Scabies is a genus of freshwater mussels found in the Indochina region. They belong to the family Unionidae, the river mussels. Members of this genus can be identified by brown zigzag patterns arranged in V- or W-shaped configurations that form grooves in their shells.

==Taxonomy==
The genus was initially introduced as a subgenus of the genus Nodularia Conrad, 1853, and later raised to the generic level by Haas (1969).

In 2019, a study of the molecular phylogeny of the known Scabies species and two species of the Radiatula genus resulted in the transfer of R. humilis (Lea, 1856) and R. pilata (Lea, 1866) to the Scabies genus as S. humilis and S. pilata. This study also demonstrated a sufficiently large phylogenetic difference between S. songkramensis (Kongim & Panha, 2015) and the other species of the Scabies genus, so a subsequent study in 2020 placed it in its own monotypic genus Scabiellus.

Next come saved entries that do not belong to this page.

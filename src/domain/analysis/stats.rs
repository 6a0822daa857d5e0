//! Numeric building blocks shared by the calculators.
//!
//! Sample statistics use the N-1 denominator throughout. Everything stays in
//! `Decimal` except the normal tail approximation, which is a rational
//! approximation over `exp` and gains nothing from exact arithmetic.

use rust_decimal::{Decimal, MathematicalOps};
use std::f64::consts::PI;

/// Arithmetic mean, `None` for an empty slice.
pub fn mean(values: &[Decimal]) -> Option<Decimal> {
    if values.is_empty() {
        return None;
    }
    let sum: Decimal = values.iter().copied().sum();
    Some(sum / Decimal::from(values.len()))
}

/// Sample variance (N-1), `None` below two observations.
pub fn sample_variance(values: &[Decimal]) -> Option<Decimal> {
    sample_covariance(values, values)
}

/// Sample covariance (N-1) of paired observations.
///
/// Returns `None` when the slices differ in length or hold fewer than two
/// pairs.
pub fn sample_covariance(xs: &[Decimal], ys: &[Decimal]) -> Option<Decimal> {
    if xs.len() != ys.len() || xs.len() < 2 {
        return None;
    }
    let mean_x = mean(xs)?;
    let mean_y = mean(ys)?;
    let sum: Decimal = xs
        .iter()
        .zip(ys)
        .map(|(x, y)| (*x - mean_x) * (*y - mean_y))
        .sum();
    Some(sum / Decimal::from(xs.len() - 1))
}

/// Pearson product-moment correlation.
///
/// `None` when fewer than two pairs exist or either side has zero variance;
/// callers decide the fallback. The result is clamped to [-1, 1].
pub fn pearson(xs: &[Decimal], ys: &[Decimal]) -> Option<Decimal> {
    let cov = sample_covariance(xs, ys)?;
    let var_x = sample_variance(xs)?;
    let var_y = sample_variance(ys)?;
    if var_x.is_zero() || var_y.is_zero() {
        return None;
    }
    let denominator = (var_x * var_y).sqrt()?;
    if denominator.is_zero() {
        return None;
    }
    Some((cov / denominator).clamp(-Decimal::ONE, Decimal::ONE))
}

/// Upper tail of the standard normal distribution, P(Z > z).
///
/// Abramowitz & Stegun 26.2.17, absolute error below 7.5e-8.
pub fn normal_survival(z: f64) -> f64 {
    if z.is_nan() {
        return 1.0;
    }
    if z.is_infinite() {
        return if z > 0.0 { 0.0 } else { 1.0 };
    }
    if z < 0.0 {
        return 1.0 - normal_survival(-z);
    }
    let t = 1.0 / (1.0 + 0.231_641_9 * z);
    let poly = t
        * (0.319_381_530
            + t * (-0.356_563_782
                + t * (1.781_477_937 + t * (-1.821_255_978 + t * 1.330_274_429))));
    let pdf = (-0.5 * z * z).exp() / (2.0 * PI).sqrt();
    (pdf * poly).clamp(0.0, 1.0)
}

In 2024, S. longata and S. chinensis were identified as junior synonyms of existing species Nodularia douglasiae and N. nuxpersicae respectively.

==Description==
The shell of the members of this genus is relatively solid, though not especially thick, and varies in shape from elongate-oval to wedge-shaped (cuneiform) or kidney-shaped (reniform). The outer surface (periostracum) is typically yellowish to olive-green in colour and is marked with brown zigzag patterns arranged in V- or W-shaped configurations.

The hinge structure is characterised by lamelliform lateral teeth. Both valves possess two lateral teeth, as the right valve includes an additional (auxiliary) lateral tooth positioned beneath the primary one. The pseudocardinal teeth differ between valves: in the right valve, they comprise a short, low lamella situated close to the hinge margin and a prominent, deeply incised triangular tooth; in the left valve, they consist of a sharp, elevated but short lamella and a lower, deeply incised, tubercle-like tooth.

==Distribution==
This genus is found in mainland Southeast Asia, distributed across freshwater systems in the Indochina regions. The majority of species in this genus is endemic to the Chao Phraya and Mekong River, as well as other rivers that drain into the Gulf of Thailand. S. crispata, however, is recorded from the Tavoy River, Myanmar.

Previously thought to occur in China, a 2024 study has properly clarified that the Scabies genus does not occur in China, with the two species formerly known as S. longata and S. chinesis, both endemic to China, being identified as members of another genus Nodularia.